In November 2017 DeepMind initiated a research project with Cancer Research UK at Imperial College in London to apply their technology to improve the reading and assessment of mammograms. They will be using the OPTIMAM database of 30,000 women whose mammograms are archived at the Roral Surrey County Hospital in Guildford, as well as another 30,000 mammograms provided by the Jikei University Hospital in Japan. According to Imperial College, “the team believes it has the potential to increase the accuracy of breast screening interpretation, and improve the ability to detect breast cancers on mammograms.”
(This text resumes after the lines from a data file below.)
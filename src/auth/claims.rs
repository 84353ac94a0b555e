//! Token claims and the identity they carry

use chrono::{DateTime, TimeZone, Utc};
use serde::{Deserialize, Serialize};
use uuid::Uuid;

/// Issuer written into every token
pub const ISSUER: &str = "auth-service";

/// Identity handed to the token layer by the caller
#[derive(Debug, Clone, PartialEq, Eq)]
pub struct UserIdentity {
    pub id: Uuid,
    pub email: String,
    pub username: String,
}

/// Claims carried in access and refresh tokens
///
/// Field order matches the serialized layout on the wire.
#[derive(Debug, Serialize, Deserialize, Clone, PartialEq, Eq)]
pub struct Claims {
    /// User ID
    pub user_id: Uuid,
    /// Empty in refresh tokens
    #[serde(default)]
    pub email: String,
    /// Empty in refresh tokens
    #[serde(default)]
    pub username: String,
    /// Issuer
    pub iss: String,
    /// Subject (user ID, hyphenated)
    pub sub: String,
    /// Expiration (Unix timestamp)
    pub exp: i64,
    /// Not before (Unix timestamp)
    pub nbf: i64,
    /// Issued at (Unix timestamp)
    pub iat: i64,
}

impl Claims {
    /// Full claims for an access token valid from `now` for `lifetime`.
    /// `None` if the expiry falls outside the representable time range.
    pub fn full(
        identity: &UserIdentity,
        now: DateTime<Utc>,
        lifetime: chrono::Duration,
    ) -> Option<Self> {
        Some(Self {
            user_id: identity.id,
            email: identity.email.clone(),
            username: identity.username.clone(),
            ..Self::reduced(identity.id, now, lifetime)?
        })
    }

    /// Subject-only claims, used for refresh tokens
    pub fn reduced(user_id: Uuid, now: DateTime<Utc>, lifetime: chrono::Duration) -> Option<Self> {
        let iat = now.timestamp();
        let exp = now.checked_add_signed(lifetime)?.timestamp();
        Some(Self {
            user_id,
            email: String::new(),
            username: String::new(),
            iss: ISSUER.to_string(),
            sub: user_id.to_string(),
            exp,
            nbf: iat,
            iat,
        })
    }

    pub fn subject(&self) -> Uuid {
        self.user_id
    }

    /// Whether `now` lies within `[nbf, exp]`
    pub fn is_valid_at(&self, now: DateTime<Utc>) -> bool {
        let now = now.timestamp();
        self.nbf <= now && now <= self.exp
    }

    pub fn expires_at(&self) -> Option<DateTime<Utc>> {
        Utc.timestamp_opt(self.exp, 0).single()
    }

    pub fn identity(&self) -> UserIdentity {
        UserIdentity {
            id: self.user_id,
            email: self.email.clone(),
            username: self.username.clone(),
        }
    }
}
//! Auth Service Library
//!
//! Stateless token authentication: signed access/refresh token issuance and
//! validation, plus the bearer-token gate and HTTP surface built on it.

pub mod auth;
pub mod config;
pub mod error;
pub mod handlers;
pub mod middleware;
pub mod models;
pub mod routes;
pub mod state;
pub mod store;
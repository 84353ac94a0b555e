//! Compact token encoding
//!
//! `base64url(header) "." base64url(claims) "." base64url(signature)`, unpadded.
//! Decoding splits and parses the token before any signature check so that
//! structural problems and algorithm mismatches are reported separately.

use base64::engine::general_purpose::URL_SAFE_NO_PAD;
use base64::Engine;
use jsonwebtoken::Algorithm;
use serde::{Deserialize, Serialize};
use thiserror::Error;

use super::claims::Claims;
use super::signer::{Signer, SignerError};

const TOKEN_TYPE: &str = "JWT";

/// Codec errors
#[derive(Error, Debug)]
pub enum CodecError {
    #[error("Malformed token: {0}")]
    Malformed(String),

    #[error("Unexpected signing method: {0}")]
    UnexpectedSigningMethod(String),

    #[error("Signature is invalid")]
    SignatureInvalid,

    #[error(transparent)]
    Signing(#[from] SignerError),
}

#[derive(Serialize)]
struct Header {
    alg: Algorithm,
    typ: &'static str,
}

/// Header as read off the wire. `alg` stays a string so unknown or `none`
/// algorithms surface as a method mismatch rather than a parse failure.
#[derive(Debug, Deserialize)]
struct RawHeader {
    alg: String,
}

/// A token split into its parts, signature not yet checked
#[derive(Debug)]
pub struct DecodedToken {
    algorithm: String,
    claims: Claims,
    signing_input: String,
    signature: Vec<u8>,
}

impl DecodedToken {
    /// Algorithm named by the header
    pub fn algorithm(&self) -> &str {
        &self.algorithm
    }

    /// Unverified claims
    pub fn claims(&self) -> &Claims {
        &self.claims
    }

    /// Check the header algorithm against the signer, then the signature
    pub fn verify(self, signer: &dyn Signer) -> Result<Claims, CodecError> {
        let expected = signer.algorithm();
        match self.algorithm.parse::<Algorithm>() {
            Ok(alg) if alg == expected => {}
            _ => return Err(CodecError::UnexpectedSigningMethod(self.algorithm)),
        }

        if !signer.verify(self.signing_input.as_bytes(), &self.signature) {
            return Err(CodecError::SignatureInvalid);
        }

        Ok(self.claims)
    }
}

/// Serialize, sign and join `claims`
pub fn encode(claims: &Claims, signer: &dyn Signer) -> Result<String, CodecError> {
    let header = Header {
        alg: signer.algorithm(),
        typ: TOKEN_TYPE,
    };

    let header_json = serde_json::to_vec(&header)
        .map_err(|e| SignerError::SigningFailed(format!("header serialization: {}", e)))?;
    let claims_json = serde_json::to_vec(claims)
        .map_err(|e| SignerError::SigningFailed(format!("claims serialization: {}", e)))?;

    let signing_input = format!(
        "{}.{}",
        URL_SAFE_NO_PAD.encode(header_json),
        URL_SAFE_NO_PAD.encode(claims_json)
    );
    let signature = signer.sign(signing_input.as_bytes())?;

    Ok(format!(
        "{}.{}",
        signing_input,
        URL_SAFE_NO_PAD.encode(signature)
    ))
}

/// Split and parse `token` without verifying it
pub fn decode(token: &str) -> Result<DecodedToken, CodecError> {
    let parts: Vec<&str> = token.split('.').collect();
    let [header_b64, claims_b64, signature_b64] = parts.as_slice() else {
        return Err(CodecError::Malformed(format!(
            "expected 3 segments, found {}",
            parts.len()
        )));
    };

    let header_json = decode_segment(header_b64, "header")?;
    let claims_json = decode_segment(claims_b64, "claims")?;
    let signature = decode_segment(signature_b64, "signature")?;

    let header: RawHeader = serde_json::from_slice(&header_json)
        .map_err(|e| CodecError::Malformed(format!("header: {}", e)))?;
    let claims: Claims = serde_json::from_slice(&claims_json)
        .map_err(|e| CodecError::Malformed(format!("claims: {}", e)))?;

    Ok(DecodedToken {
        algorithm: header.alg,
        claims,
        signing_input: format!("{}.{}", header_b64, claims_b64),
        signature,
    })
}

fn decode_segment(segment: &str, name: &str) -> Result<Vec<u8>, CodecError> {
    URL_SAFE_NO_PAD
        .decode(segment)
        .map_err(|e| CodecError::Malformed(format!("{} segment: {}", name, e)))
}

#[cfg(test)]
mod tests {
    use super::*;
    use crate::auth::signer::HmacSigner;
    use chrono::{Duration, Utc};
    use uuid::Uuid;

    fn claims() -> Claims {
        Claims::reduced(Uuid::new_v4(), Utc::now(), Duration::hours(1)).unwrap()
    }

    fn forge(header: &str, claims: &Claims, signer: &HmacSigner) -> String {
        let signing_input = format!(
            "{}.{}",
            URL_SAFE_NO_PAD.encode(header),
            URL_SAFE_NO_PAD.encode(serde_json::to_vec(claims).unwrap())
        );
        let signature = signer.sign(signing_input.as_bytes()).unwrap();
        format!("{}.{}", signing_input, URL_SAFE_NO_PAD.encode(signature))
    }

    #[test]
    fn test_header_layout() {
        let signer = HmacSigner::new(b"test-secret-key");
        let token = encode(&claims(), &signer).unwrap();

        let header = token.split('.').next().unwrap();
        let header = URL_SAFE_NO_PAD.decode(header).unwrap();
        assert_eq!(header, br#"{"alg":"HS256","typ":"JWT"}"#);
        assert!(!token.contains('='));
    }

    #[test]
    fn test_decode_then_verify() {
        let signer = HmacSigner::new(b"test-secret-key");
        let original = claims();
        let token = encode(&original, &signer).unwrap();

        let decoded = decode(&token).unwrap();
        assert_eq!(decoded.algorithm(), "HS256");
        assert_eq!(decoded.claims(), &original);
        assert_eq!(decoded.verify(&signer).unwrap(), original);
    }

    #[test]
    fn test_wrong_segment_count() {
        for token in ["", "abc", "a.b", "a.b.c.d"] {
            assert!(matches!(decode(token), Err(CodecError::Malformed(_))), "{token}");
        }
    }

    #[test]
    fn test_undecodable_segment() {
        let signer = HmacSigner::new(b"test-secret-key");
        let token = encode(&claims(), &signer).unwrap();
        let mut parts: Vec<&str> = token.split('.').collect();
        parts[2] = "not*base64";

        assert!(matches!(
            decode(&parts.join(".")),
            Err(CodecError::Malformed(_))
        ));
    }

    #[test]
    fn test_unparsable_claims() {
        let token = format!(
            "{}.{}.{}",
            URL_SAFE_NO_PAD.encode(r#"{"alg":"HS256","typ":"JWT"}"#),
            URL_SAFE_NO_PAD.encode("{\"user_id\":42}"),
            URL_SAFE_NO_PAD.encode([0u8; 32])
        );
        assert!(matches!(decode(&token), Err(CodecError::Malformed(_))));
    }

    #[test]
    fn test_none_algorithm_rejected() {
        let signer = HmacSigner::new(b"test-secret-key");
        let token = forge(r#"{"alg":"none","typ":"JWT"}"#, &claims(), &signer);

        let err = decode(&token).unwrap().verify(&signer).unwrap_err();
        assert!(matches!(err, CodecError::UnexpectedSigningMethod(alg) if alg == "none"));
    }

    #[test]
    fn test_other_hmac_algorithm_rejected() {
        let signer = HmacSigner::new(b"test-secret-key");
        let token = forge(r#"{"alg":"HS512","typ":"JWT"}"#, &claims(), &signer);

        let err = decode(&token).unwrap().verify(&signer).unwrap_err();
        assert!(matches!(err, CodecError::UnexpectedSigningMethod(_)));
    }

    #[test]
    fn test_wrong_key_signature_invalid() {
        let token = encode(&claims(), &HmacSigner::new(b"secret1")).unwrap();
        let err = decode(&token)
            .unwrap()
            .verify(&HmacSigner::new(b"secret2"))
            .unwrap_err();
        assert!(matches!(err, CodecError::SignatureInvalid));
    }
}
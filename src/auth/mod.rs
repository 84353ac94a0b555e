//! Authentication module
//!
//! Stateless token authentication:
//! - HMAC-SHA256 signing over a shared secret
//! - Compact three-part token encoding
//! - Access/refresh token issuance, validation and refresh
//! - bcrypt password hashing for the login flow

mod claims;
mod clock;
mod codec;
mod password;
mod service;
mod signer;

pub use claims::{Claims, UserIdentity, ISSUER};
pub use clock::{Clock, ManualClock, SystemClock};
pub use codec::{decode, encode, CodecError, DecodedToken};
pub use password::{decoy_digest, hash_password, verify_password, PasswordError};
pub use service::{
    InvalidTokenReason, TokenError, TokenService, TokenServiceConfig,
    DEFAULT_ACCESS_TOKEN_LIFETIME_HOURS, REFRESH_TOKEN_LIFETIME_DAYS,
};
pub use signer::{HmacSigner, Signer, SignerError};
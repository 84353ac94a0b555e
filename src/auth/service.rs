//! Token service
//!
//! Issues access and refresh tokens and validates incoming ones. Holds the
//! only copy of the signing secret and the access-token lifetime.

use chrono::Duration;
use std::sync::Arc;
use thiserror::Error;
use uuid::Uuid;

use super::claims::{Claims, UserIdentity};
use super::clock::{Clock, SystemClock};
use super::codec::{self, CodecError};
use super::signer::{HmacSigner, Signer};

/// Lifetime of refresh tokens
pub const REFRESH_TOKEN_LIFETIME_DAYS: i64 = 7;

/// Default lifetime of access tokens
pub const DEFAULT_ACCESS_TOKEN_LIFETIME_HOURS: i64 = 24;

/// Why a token was rejected. Only for logs; clients see a uniform error.
#[derive(Error, Debug)]
pub enum InvalidTokenReason {
    #[error("malformed token: {0}")]
    Malformed(String),

    #[error("unexpected signing method: {0}")]
    UnexpectedSigningMethod(String),

    #[error("signature is invalid")]
    SignatureInvalid,

    #[error("token is expired or not yet valid")]
    ExpiredOrNotYetValid,
}

/// Token service errors
#[derive(Error, Debug)]
pub enum TokenError {
    #[error("Invalid or expired token")]
    InvalidToken(#[source] InvalidTokenReason),

    #[error("Token subject no longer exists")]
    UnknownSubject,

    /// Signing with a well-formed key failed. Indicates an environment defect.
    #[error("Token signing failed: {0}")]
    Signing(String),

    /// Configured lifetime pushes the expiry past the representable range
    #[error("Token expiry is out of range")]
    ExpiryOutOfRange,
}

impl TokenError {
    /// Rejection reason, if this is an invalid-token error
    pub fn reason(&self) -> Option<&InvalidTokenReason> {
        match self {
            TokenError::InvalidToken(reason) => Some(reason),
            _ => None,
        }
    }
}

impl From<CodecError> for TokenError {
    fn from(e: CodecError) -> Self {
        match e {
            CodecError::Malformed(msg) => {
                TokenError::InvalidToken(InvalidTokenReason::Malformed(msg))
            }
            CodecError::UnexpectedSigningMethod(alg) => {
                TokenError::InvalidToken(InvalidTokenReason::UnexpectedSigningMethod(alg))
            }
            CodecError::SignatureInvalid => {
                TokenError::InvalidToken(InvalidTokenReason::SignatureInvalid)
            }
            CodecError::Signing(e) => TokenError::Signing(e.to_string()),
        }
    }
}

/// Process-wide token settings, fixed at startup
#[derive(Clone)]
pub struct TokenServiceConfig {
    pub secret_key: Vec<u8>,
    pub access_token_lifetime: Duration,
}

impl TokenServiceConfig {
    pub fn new(secret_key: impl Into<Vec<u8>>, access_token_lifetime: Duration) -> Self {
        Self {
            secret_key: secret_key.into(),
            access_token_lifetime,
        }
    }
}

impl std::fmt::Debug for TokenServiceConfig {
    fn fmt(&self, f: &mut std::fmt::Formatter<'_>) -> std::fmt::Result {
        f.debug_struct("TokenServiceConfig")
            .field("secret_key", &"****")
            .field("access_token_lifetime", &self.access_token_lifetime)
            .finish()
    }
}

/// Issues and validates signed tokens
#[derive(Clone)]
pub struct TokenService {
    signer: Arc<dyn Signer>,
    clock: Arc<dyn Clock>,
    access_token_lifetime: Duration,
}

impl TokenService {
    /// Create a TokenService using the system clock
    pub fn new(config: TokenServiceConfig) -> Self {
        Self::with_clock(config, Arc::new(SystemClock))
    }

    /// Create a TokenService with an injected clock
    pub fn with_clock(config: TokenServiceConfig, clock: Arc<dyn Clock>) -> Self {
        Self {
            signer: Arc::new(HmacSigner::new(&config.secret_key)),
            clock,
            access_token_lifetime: config.access_token_lifetime,
        }
    }

    pub fn access_token_lifetime(&self) -> Duration {
        self.access_token_lifetime
    }

    /// Issue an access token carrying the full identity
    pub fn issue_access_token(&self, identity: &UserIdentity) -> Result<String, TokenError> {
        let claims = Claims::full(identity, self.clock.now(), self.access_token_lifetime)
            .ok_or(TokenError::ExpiryOutOfRange)?;
        self.sign(&claims)
    }

    /// Issue a refresh token carrying only the subject
    pub fn issue_refresh_token(&self, user_id: Uuid) -> Result<String, TokenError> {
        let claims = Claims::reduced(
            user_id,
            self.clock.now(),
            Duration::days(REFRESH_TOKEN_LIFETIME_DAYS),
        )
        .ok_or(TokenError::ExpiryOutOfRange)?;
        self.sign(&claims)
    }

    /// Decode, verify and check the validity window of `token`
    pub fn validate(&self, token: &str) -> Result<Claims, TokenError> {
        let claims = codec::decode(token)?.verify(self.signer.as_ref())?;

        if !claims.is_valid_at(self.clock.now()) {
            return Err(TokenError::InvalidToken(
                InvalidTokenReason::ExpiredOrNotYetValid,
            ));
        }

        Ok(claims)
    }

    /// Exchange a refresh token for an access token built from the subject alone.
    /// Email and username are not recoverable here; see [`TokenService::refresh_with`].
    pub fn refresh(&self, refresh_token: &str) -> Result<String, TokenError> {
        let claims = self.validate(refresh_token)?;
        let claims = Claims::reduced(
            claims.subject(),
            self.clock.now(),
            self.access_token_lifetime,
        )
        .ok_or(TokenError::ExpiryOutOfRange)?;
        self.sign(&claims)
    }

    /// Exchange a refresh token for a full access token, re-fetching the
    /// identity through `lookup`
    pub fn refresh_with<F>(&self, refresh_token: &str, lookup: F) -> Result<String, TokenError>
    where
        F: FnOnce(Uuid) -> Option<UserIdentity>,
    {
        let claims = self.validate(refresh_token)?;
        let identity = lookup(claims.subject()).ok_or(TokenError::UnknownSubject)?;
        self.issue_access_token(&identity)
    }

    fn sign(&self, claims: &Claims) -> Result<String, TokenError> {
        let token = codec::encode(claims, self.signer.as_ref())?;
        Ok(token)
    }
}
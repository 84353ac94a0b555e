//! Password hashing

use thiserror::Error;

#[derive(Error, Debug)]
pub enum PasswordError {
    #[error("Password hashing failed: {0}")]
    HashFailed(String),
}

/// Hash `password` with bcrypt at `cost`
pub fn hash_password(password: &str, cost: u32) -> Result<String, PasswordError> {
    bcrypt::hash(password, cost).map_err(|e| PasswordError::HashFailed(e.to_string()))
}

/// Digest of a throwaway password at `cost`. Verifying against it costs the
/// same as verifying against a stored digest of that cost.
pub fn decoy_digest(cost: u32) -> Result<String, PasswordError> {
    hash_password("decoy-password-never-matches", cost)
}

/// Check `password` against a bcrypt digest. A malformed digest never matches.
pub fn verify_password(password: &str, digest: &str) -> bool {
    match bcrypt::verify(password, digest) {
        Ok(matches) => matches,
        Err(e) => {
            tracing::warn!(error = %e, "Stored password digest could not be parsed");
            false
        }
    }
}
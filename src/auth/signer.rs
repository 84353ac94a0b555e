//! HMAC signing and verification
//!
//! Signatures are computed over the signing input of a token
//! (`base64url(header) "." base64url(claims)`).

use base64::engine::general_purpose::URL_SAFE_NO_PAD;
use base64::Engine;
use jsonwebtoken::{crypto, Algorithm, DecodingKey, EncodingKey};
use thiserror::Error;

/// Signing errors
#[derive(Error, Debug)]
pub enum SignerError {
    #[error("Signing failed: {0}")]
    SigningFailed(String),
}

/// Produces and checks message signatures with a fixed algorithm and key
pub trait Signer: Send + Sync {
    /// Algorithm identifier written into (and expected from) token headers
    fn algorithm(&self) -> Algorithm;

    /// Sign `message`, returning raw signature bytes
    fn sign(&self, message: &[u8]) -> Result<Vec<u8>, SignerError>;

    /// Recompute and compare in constant time. Mismatch is `false`, never an error.
    fn verify(&self, message: &[u8], signature: &[u8]) -> bool;
}

/// HMAC-SHA256 signer over a shared secret
#[derive(Clone)]
pub struct HmacSigner {
    encoding_key: EncodingKey,
    decoding_key: DecodingKey,
}

impl HmacSigner {
    pub fn new(secret: &[u8]) -> Self {
        Self {
            encoding_key: EncodingKey::from_secret(secret),
            decoding_key: DecodingKey::from_secret(secret),
        }
    }
}

impl std::fmt::Debug for HmacSigner {
    fn fmt(&self, f: &mut std::fmt::Formatter<'_>) -> std::fmt::Result {
        f.debug_struct("HmacSigner")
            .field("algorithm", &Algorithm::HS256)
            .finish_non_exhaustive()
    }
}

impl Signer for HmacSigner {
    fn algorithm(&self) -> Algorithm {
        Algorithm::HS256
    }

    fn sign(&self, message: &[u8]) -> Result<Vec<u8>, SignerError> {
        let encoded = crypto::sign(message, &self.encoding_key, Algorithm::HS256)
            .map_err(|e| SignerError::SigningFailed(e.to_string()))?;

        URL_SAFE_NO_PAD
            .decode(encoded)
            .map_err(|e| SignerError::SigningFailed(e.to_string()))
    }

    fn verify(&self, message: &[u8], signature: &[u8]) -> bool {
        let encoded = URL_SAFE_NO_PAD.encode(signature);
        crypto::verify(&encoded, message, &self.decoding_key, Algorithm::HS256).unwrap_or(false)
    }
}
In another Google initiative, their AI team based at corporate headquarters in Mountain View, California, has applied deep learning to metatstatic breast cancer detection. In collaboration with clinicians at the Naval Medical Center in San Diego, they have just published a paper in Archives of Pathology & Laboratory Medicine entitled “Artificial intelligence-based breast cancer nodal metastasis detection: Insights in the black box for pathologists.” A laborious aspect of a pathologist’s job is to conduct microscopic examinations of biopsy specimen slides, and determine if the malignant cells have spread from the primary site in the breast to the nearby lymph nodes.
The researchers developed a deep learning algorithm called LYNA – short for LYmph Node Assistant – which has reached a level of sophistication enabling it to tell the difference between cancerous and healthy tissue with an impressive 99% accuracy. Seen in the slide on the left (© Google) are lymph nodes with multiple artifacts, including an air bubble, cutting streaks, necrotic tissue and blood. LYNA was able to identify the tumour region (highlighted in red in the slide on the right), and it correctly classified the surrounding region, despite being laden with artifacts, as non-tumour (shown in blue).
The partners in the mammography project in the UK stated: “We wanted researchers at both DeepMind and Google involved in this research, to take advantage of the AI expertise in both teams, as well as Google’s supercomputing infrastructure. We hope this will achieve more impactful results for patients, which is everyone’s priority.”